TASK DIRECTIONS: What is the number of lines below that include "enumerate"? Give that number alone.

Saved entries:
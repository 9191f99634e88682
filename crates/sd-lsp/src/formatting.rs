//! Formatting: canonicalize shape lines as a single whole-document edit.

use crate::position::full_range;
use sd_core::format_text;
use tower_lsp::lsp_types::TextEdit;

/// Edits that bring `text` into canonical form. Empty when it already is.
pub fn compute_formatting(text: &str) -> Vec<TextEdit> {
    let formatted = format_text(text);
    if formatted == text {
        return Vec::new();
    }
    vec![TextEdit {
        range: full_range(text),
        new_text: formatted,
    }]
}

#[cfg(test)]
mod tests {
    use super::*;
    use pretty_assertions::assert_eq;
    use tower_lsp::lsp_types::Position;

    #[test]
    fn canonical_text_needs_no_edits() {
        assert!(compute_formatting("oval <0 0 1 1> 1 black white\n").is_empty());
    }

    #[test]
    fn replaces_whole_document() {
        let edits = compute_formatting("oval < 0 0 1.0 1 >  1 black white\nbad line");
        assert_eq!(edits.len(), 1);
        assert_eq!(edits[0].range.start, Position::new(0, 0));
        assert_eq!(edits[0].range.end, Position::new(1, 8));
        assert_eq!(edits[0].new_text, "oval <0 0 1 1> 1 black white\nbad line");
    }
}
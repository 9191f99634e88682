//! The shape collection: ordered, identity-bearing store of shapes.
//!
//! Insertion order is z-order: the last shape created paints on top and wins
//! hit tests where shapes overlap. Shapes are never reordered, so the vector
//! stays sorted by `ShapeId` and lookups are a binary search.

use crate::id::{IdAllocator, ShapeId};
use crate::model::{Bounds, Point, Shape, ShapeRecord};

#[derive(Debug, Clone, Default)]
pub struct ShapeCollection {
    shapes: Vec<Shape>,
    ids: IdAllocator,
}

impl ShapeCollection {
    pub fn new() -> Self {
        Self::default()
    }

    /// Append a shape on top of the z-order.
    pub fn create(&mut self, record: ShapeRecord) -> ShapeId {
        let id = self.ids.next_id();
        log::trace!("create {id}: {:?}", record.bounds);
        self.shapes.push(Shape { id, record });
        id
    }

    /// Topmost shape whose bounds contain `point`.
    pub fn hit_test(&self, point: Point) -> Option<ShapeId> {
        self.shapes
            .iter()
            .rev()
            .find(|s| s.record.bounds.contains(point))
            .map(|s| s.id)
    }

    /// Shift a shape by a delta.
    ///
    /// Returns `false`, leaving the shape untouched, if the id is unknown or
    /// the move would push a coordinate out of the finite range.
    pub fn translate(&mut self, id: ShapeId, dx: f64, dy: f64) -> bool {
        let Some(shape) = self.get_mut(id) else {
            return false;
        };
        match shape.record.bounds.translated(dx, dy) {
            Some(bounds) => {
                shape.record.bounds = bounds;
                true
            }
            None => {
                log::warn!("translate {id} by ({dx}, {dy}) overflows; shape left in place");
                false
            }
        }
    }

    /// Make `anchor` and `corner` the two corners of a shape's box.
    ///
    /// The stored box is normalized whatever direction the corner was
    /// dragged in. Returns `false` if the id is unknown.
    pub fn resize(&mut self, id: ShapeId, anchor: Point, corner: Point) -> bool {
        match self.get_mut(id) {
            Some(shape) => {
                shape.record.bounds = Bounds::from_corners(anchor, corner);
                true
            }
            None => false,
        }
    }

    /// Records in z-order.
    pub fn snapshot(&self) -> Vec<ShapeRecord> {
        self.shapes.iter().map(|s| s.record.clone()).collect()
    }

    /// Drop every shape and rebuild from `records`, in order.
    ///
    /// New identities are assigned; ids of the previous shapes are never
    /// reused.
    pub fn replace_all(&mut self, records: impl IntoIterator<Item = ShapeRecord>) {
        self.shapes.clear();
        for record in records {
            let id = self.ids.next_id();
            self.shapes.push(Shape { id, record });
        }
    }

    pub fn get(&self, id: ShapeId) -> Option<&Shape> {
        self.position(id).map(|i| &self.shapes[i])
    }

    /// Shapes in z-order, bottom first.
    pub fn iter(&self) -> impl Iterator<Item = &Shape> {
        self.shapes.iter()
    }

    pub fn len(&self) -> usize {
        self.shapes.len()
    }

    pub fn is_empty(&self) -> bool {
        self.shapes.is_empty()
    }

    fn get_mut(&mut self, id: ShapeId) -> Option<&mut Shape> {
        self.position(id).map(|i| &mut self.shapes[i])
    }

    fn position(&self, id: ShapeId) -> Option<usize> {
        self.shapes.binary_search_by_key(&id, |s| s.id).ok()
    }
}

#[cfg(test)]
mod tests {
    use super::*;
    use pretty_assertions::assert_eq;

    fn oval(x0: f64, y0: f64, x1: f64, y1: f64) -> ShapeRecord {
        ShapeRecord::oval(Bounds::new(x0, y0, x1, y1), 1.0, "black", "white")
    }

    #[test]
    fn create_appends_in_z_order() {
        let mut shapes = ShapeCollection::new();
        let a = shapes.create(oval(0.0, 0.0, 1.0, 1.0));
        let b = shapes.create(oval(2.0, 2.0, 3.0, 3.0));
        let ids: Vec<_> = shapes.iter().map(|s| s.id).collect();
        assert_eq!(ids, vec![a, b]);
        assert_eq!(shapes.len(), 2);
    }

    #[test]
    fn hit_test_prefers_most_recent_on_overlap() {
        let mut shapes = ShapeCollection::new();
        let a = shapes.create(oval(0.0, 0.0, 10.0, 10.0));
        let b = shapes.create(oval(5.0, 5.0, 15.0, 15.0));
        assert_eq!(shapes.hit_test(Point::new(7.0, 7.0)), Some(b));
        assert_eq!(shapes.hit_test(Point::new(1.0, 1.0)), Some(a));
        assert_eq!(shapes.hit_test(Point::new(20.0, 20.0)), None);
    }

    #[test]
    fn hit_test_includes_edges() {
        let mut shapes = ShapeCollection::new();
        let a = shapes.create(oval(0.0, 0.0, 10.0, 10.0));
        assert_eq!(shapes.hit_test(Point::new(10.0, 0.0)), Some(a));
    }

    #[test]
    fn translate_keeps_identity_and_order() {
        let mut shapes = ShapeCollection::new();
        let a = shapes.create(oval(0.0, 0.0, 10.0, 10.0));
        let b = shapes.create(oval(20.0, 20.0, 30.0, 30.0));
        assert!(shapes.translate(a, 5.0, -2.0));
        assert_eq!(
            shapes.get(a).unwrap().record.bounds,
            Bounds::new(5.0, -2.0, 15.0, 8.0)
        );
        let ids: Vec<_> = shapes.iter().map(|s| s.id).collect();
        assert_eq!(ids, vec![a, b]);
    }

    #[test]
    fn translate_refuses_to_overflow() {
        let mut shapes = ShapeCollection::new();
        let id = shapes.create(oval(-1.0, -1.0, 1.7e308, 1.0));
        assert!(!shapes.translate(id, 1e308, 0.0));
        assert_eq!(
            shapes.get(id).unwrap().record.bounds,
            Bounds::new(-1.0, -1.0, 1.7e308, 1.0)
        );
        assert!(!shapes.translate(id, f64::INFINITY, 0.0));
        assert!(shapes.translate(id, -1e308, 0.0));
    }

    #[test]
    fn resize_normalizes_any_drag_direction() {
        let mut shapes = ShapeCollection::new();
        let id = shapes.create(oval(10.0, 10.0, 10.0, 10.0));
        assert!(shapes.resize(id, Point::new(10.0, 10.0), Point::new(4.0, 2.0)));
        assert_eq!(
            shapes.get(id).unwrap().record.bounds,
            Bounds::new(4.0, 2.0, 10.0, 10.0)
        );
        assert!(shapes.resize(id, Point::new(10.0, 10.0), Point::new(12.0, 3.0)));
        assert_eq!(
            shapes.get(id).unwrap().record.bounds,
            Bounds::new(10.0, 3.0, 12.0, 10.0)
        );
    }

    #[test]
    fn unknown_ids_are_rejected() {
        let mut shapes = ShapeCollection::new();
        let id = shapes.create(oval(0.0, 0.0, 1.0, 1.0));
        shapes.replace_all(Vec::new());
        assert!(!shapes.translate(id, 1.0, 1.0));
        assert!(!shapes.resize(id, Point::default(), Point::default()));
        assert!(shapes.get(id).is_none());
    }

    #[test]
    fn replace_all_assigns_fresh_ids() {
        let mut shapes = ShapeCollection::new();
        let old = shapes.create(oval(0.0, 0.0, 1.0, 1.0));
        shapes.replace_all(vec![oval(0.0, 0.0, 1.0, 1.0), oval(1.0, 1.0, 2.0, 2.0)]);
        assert_eq!(shapes.len(), 2);
        assert!(shapes.iter().all(|s| s.id != old));
        assert_eq!(
            shapes.snapshot(),
            vec![oval(0.0, 0.0, 1.0, 1.0), oval(1.0, 1.0, 2.0, 2.0)]
        );
    }
}
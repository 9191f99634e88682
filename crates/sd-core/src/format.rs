//! Formatting: rewrite shape lines into canonical form.
//!
//! Used by the language server's `textDocument/formatting` handler and the
//! `sd-lsp --format` CLI mode.

use crate::emitter::serialize;
use crate::parser::parse;

/// Canonical form of a single line, or `None` if it is not a shape line.
#[must_use]
pub fn canonicalize(line: &str) -> Option<String> {
    parse(line).map(|record| serialize(&record))
}

/// Canonicalize every shape line; raw and blank lines are left untouched.
///
/// Line count and order are preserved, and the output is idempotent:
/// `format_text(&format_text(s)) == format_text(s)`.
#[must_use]
pub fn format_text(text: &str) -> String {
    let mut out = String::with_capacity(text.len());
    for (i, line) in text.split('\n').enumerate() {
        if i > 0 {
            out.push('\n');
        }
        match canonicalize(line) {
            Some(canonical) => out.push_str(&canonical),
            None => out.push_str(line),
        }
    }
    out
}
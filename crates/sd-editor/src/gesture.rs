//! Gesture state machine for direct manipulation on the drawing surface.
//!
//! | Begin on          | State        | Move does                            |
//! |-------------------|--------------|--------------------------------------|
//! | empty space       | `DrawingNew` | resize the new shape to anchor → P′  |
//! | an existing shape | `Editing`    | translate the shape by P′ − previous |
//!
//! Moves mutate the `ShapeCollection` directly. Text is only rebuilt once
//! the gesture finishes, by the `Synchronizer`.

use sd_core::{Bounds, ColorToken, EditorConfig, Point, ShapeCollection, ShapeId, ShapeRecord};

/// Thickness and colors given to shapes created by a gesture.
#[derive(Debug, Clone, PartialEq)]
pub struct DrawStyle {
    pub thickness: f64,
    pub outline: ColorToken,
    pub fill: ColorToken,
}

impl From<&EditorConfig> for DrawStyle {
    fn from(config: &EditorConfig) -> Self {
        Self {
            thickness: config.default_thickness,
            outline: config.default_outline.clone(),
            fill: config.default_fill.clone(),
        }
    }
}

impl Default for DrawStyle {
    fn default() -> Self {
        Self::from(&EditorConfig::default())
    }
}

impl DrawStyle {
    /// A zero-size oval at `p` in this style.
    pub fn new_shape_at(&self, p: Point) -> ShapeRecord {
        ShapeRecord::oval(
            Bounds::at(p),
            self.thickness,
            self.outline.clone(),
            self.fill.clone(),
        )
    }
}

#[derive(Debug, Clone, Copy, PartialEq, Default)]
pub enum GestureState {
    #[default]
    Idle,
    /// Drawing a new shape; `anchor` is where the gesture began.
    DrawingNew { anchor: Point, id: ShapeId },
    /// Dragging an existing shape; `last` is the previous pointer position.
    Editing { last: Point, id: ShapeId },
}

impl GestureState {
    pub fn is_active(&self) -> bool {
        !matches!(self, GestureState::Idle)
    }

    /// Shape being drawn or dragged.
    pub fn shape(&self) -> Option<ShapeId> {
        match self {
            GestureState::Idle => None,
            GestureState::DrawingNew { id, .. } | GestureState::Editing { id, .. } => Some(*id),
        }
    }

    /// Start a gesture at `p`. The caller must have finished any active
    /// gesture first.
    pub fn begin(&mut self, shapes: &mut ShapeCollection, p: Point, style: &DrawStyle) {
        *self = match shapes.hit_test(p) {
            Some(id) => {
                log::debug!("gesture begin: editing {id} at ({}, {})", p.x, p.y);
                GestureState::Editing { last: p, id }
            }
            None => {
                let id = shapes.create(style.new_shape_at(p));
                log::debug!("gesture begin: drawing {id} at ({}, {})", p.x, p.y);
                GestureState::DrawingNew { anchor: p, id }
            }
        };
    }

    /// Follow the pointer to `p`. Returns whether the collection changed.
    pub fn move_to(&mut self, shapes: &mut ShapeCollection, p: Point) -> bool {
        match self {
            GestureState::Idle => false,
            GestureState::DrawingNew { anchor, id } => {
                log::trace!("resize {id} to ({}, {})", p.x, p.y);
                shapes.resize(*id, *anchor, p)
            }
            GestureState::Editing { last, id } => {
                let (dx, dy) = (p.x - last.x, p.y - last.y);
                log::trace!("translate {id} by ({dx}, {dy})");
                // Deltas stay relative to where the shape actually is.
                let moved = shapes.translate(*id, dx, dy);
                if moved {
                    *last = p;
                }
                moved
            }
        }
    }

    /// Finish the gesture, leaving the shape where it is. Returns whether a
    /// gesture was active.
    pub fn finish(&mut self) -> bool {
        std::mem::take(self).is_active()
    }
}
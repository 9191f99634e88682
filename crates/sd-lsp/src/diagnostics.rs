//! Diagnostics: lint SD text → LSP diagnostics.

use crate::position::{char_range, line_at};
use sd_core::{ColorResolver, LineDiagnostic, LintSeverity, lint_text};
use tower_lsp::lsp_types::*;

/// Compute diagnostics for every line of the document.
///
/// An empty result clears previously published diagnostics.
pub fn compute_diagnostics(text: &str, resolver: &ColorResolver) -> Vec<Diagnostic> {
    lint_text(text, resolver)
        .into_iter()
        .map(|d| to_lsp(text, d))
        .collect()
}

fn to_lsp(text: &str, diag: LineDiagnostic) -> Diagnostic {
    let line = line_at(text, diag.line).unwrap_or("");
    Diagnostic {
        range: char_range(line, diag.line, diag.start, diag.end),
        severity: Some(match diag.severity {
            LintSeverity::Error => DiagnosticSeverity::ERROR,
            LintSeverity::Warning => DiagnosticSeverity::WARNING,
            LintSeverity::Info => DiagnosticSeverity::INFORMATION,
        }),
        code: Some(NumberOrString::String(diag.rule.to_string())),
        source: Some("sd-lsp".to_string()),
        message: diag.message,
        ..Default::default()
    }
}
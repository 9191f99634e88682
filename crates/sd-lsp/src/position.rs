//! Column conversion between `sd-core` character columns and LSP UTF-16
//! code units.

use tower_lsp::lsp_types::{Position, Range};

/// Source text of line `index`, without the line terminator.
pub fn line_at(text: &str, index: usize) -> Option<&str> {
    text.split('\n').nth(index)
}

/// UTF-16 column of the character at `char_col` in `line`.
pub fn utf16_col(line: &str, char_col: usize) -> u32 {
    line.chars()
        .take(char_col)
        .map(|c| c.len_utf16() as u32)
        .sum()
}

/// Character column containing UTF-16 column `col`.
pub fn char_col(line: &str, col: u32) -> usize {
    let mut units = 0u32;
    for (i, c) in line.chars().enumerate() {
        units += c.len_utf16() as u32;
        if units > col {
            return i;
        }
    }
    line.chars().count()
}

/// LSP range for character columns `start..end` on line `index`.
pub fn char_range(line: &str, index: usize, start: usize, end: usize) -> Range {
    Range {
        start: Position::new(index as u32, utf16_col(line, start)),
        end: Position::new(index as u32, utf16_col(line, end)),
    }
}

/// Range covering the whole document.
pub fn full_range(text: &str) -> Range {
    let last = text.split('\n').count().saturating_sub(1);
    let last_line = line_at(text, last).unwrap_or("");
    Range {
        start: Position::new(0, 0),
        end: Position::new(last as u32, utf16_col(last_line, usize::MAX)),
    }
}

#[cfg(test)]
mod tests {
    use super::*;
    use pretty_assertions::assert_eq;

    #[test]
    fn ascii_columns_are_identity() {
        assert_eq!(utf16_col("oval <0 0 1 1>", 5), 5);
        assert_eq!(char_col("oval <0 0 1 1>", 5), 5);
    }

    #[test]
    fn astral_characters_take_two_units() {
        let line = "🎨 oval";
        assert_eq!(utf16_col(line, 1), 2);
        assert_eq!(utf16_col(line, 2), 3);
        assert_eq!(char_col(line, 0), 0);
        assert_eq!(char_col(line, 1), 0);
        assert_eq!(char_col(line, 3), 2);
        assert_eq!(char_col(line, 99), 6);
    }

    #[test]
    fn full_range_ends_after_last_line() {
        let range = full_range("a\nbc\n");
        assert_eq!(range.end, Position::new(2, 0));
        let range = full_range("a\nbcé");
        assert_eq!(range.end, Position::new(1, 3));
    }
}
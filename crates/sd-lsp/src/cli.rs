//! One-shot CLI modes: `sd-lsp --format` and `sd-lsp --check`.
//!
//! Both read a document from stdin, so editors and scripts can use them
//! without a full LSP handshake.

use sd_core::{ColorResolver, LintSeverity, format_text, lint_text};
use std::io::Read;

pub enum Mode {
    Format,
    Check,
}

impl Mode {
    pub fn from_arg(arg: Option<&str>) -> Option<Self> {
        match arg {
            Some("--format") => Some(Mode::Format),
            Some("--check") => Some(Mode::Check),
            _ => None,
        }
    }
}

/// Run `mode` against stdin and return the process exit code.
pub fn run(mode: Mode) -> i32 {
    let mut text = String::new();
    if let Err(e) = std::io::stdin().read_to_string(&mut text) {
        eprintln!("sd-lsp: failed to read stdin: {e}");
        return 2;
    }
    match mode {
        Mode::Format => {
            print!("{}", format_text(&text));
            0
        }
        Mode::Check => {
            let (report, ok) = check_report(&text, &ColorResolver::default());
            print!("{report}");
            if ok { 0 } else { 1 }
        }
    }
}

/// One `line:col: severity[rule]: message` row per finding (1-based), and
/// whether the document has no invalid lines.
pub fn check_report(text: &str, resolver: &ColorResolver) -> (String, bool) {
    let diags = lint_text(text, resolver);
    let mut report = String::new();
    for d in &diags {
        let severity = match d.severity {
            LintSeverity::Error => "error",
            LintSeverity::Warning => "warning",
            LintSeverity::Info => "info",
        };
        report.push_str(&format!(
            "{}:{}: {severity}[{}]: {}\n",
            d.line + 1,
            d.start + 1,
            d.rule,
            d.message
        ));
    }
    let ok = diags.iter().all(|d| d.severity != LintSeverity::Error);
    (report, ok)
}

RESULT OF THIS TASK: 2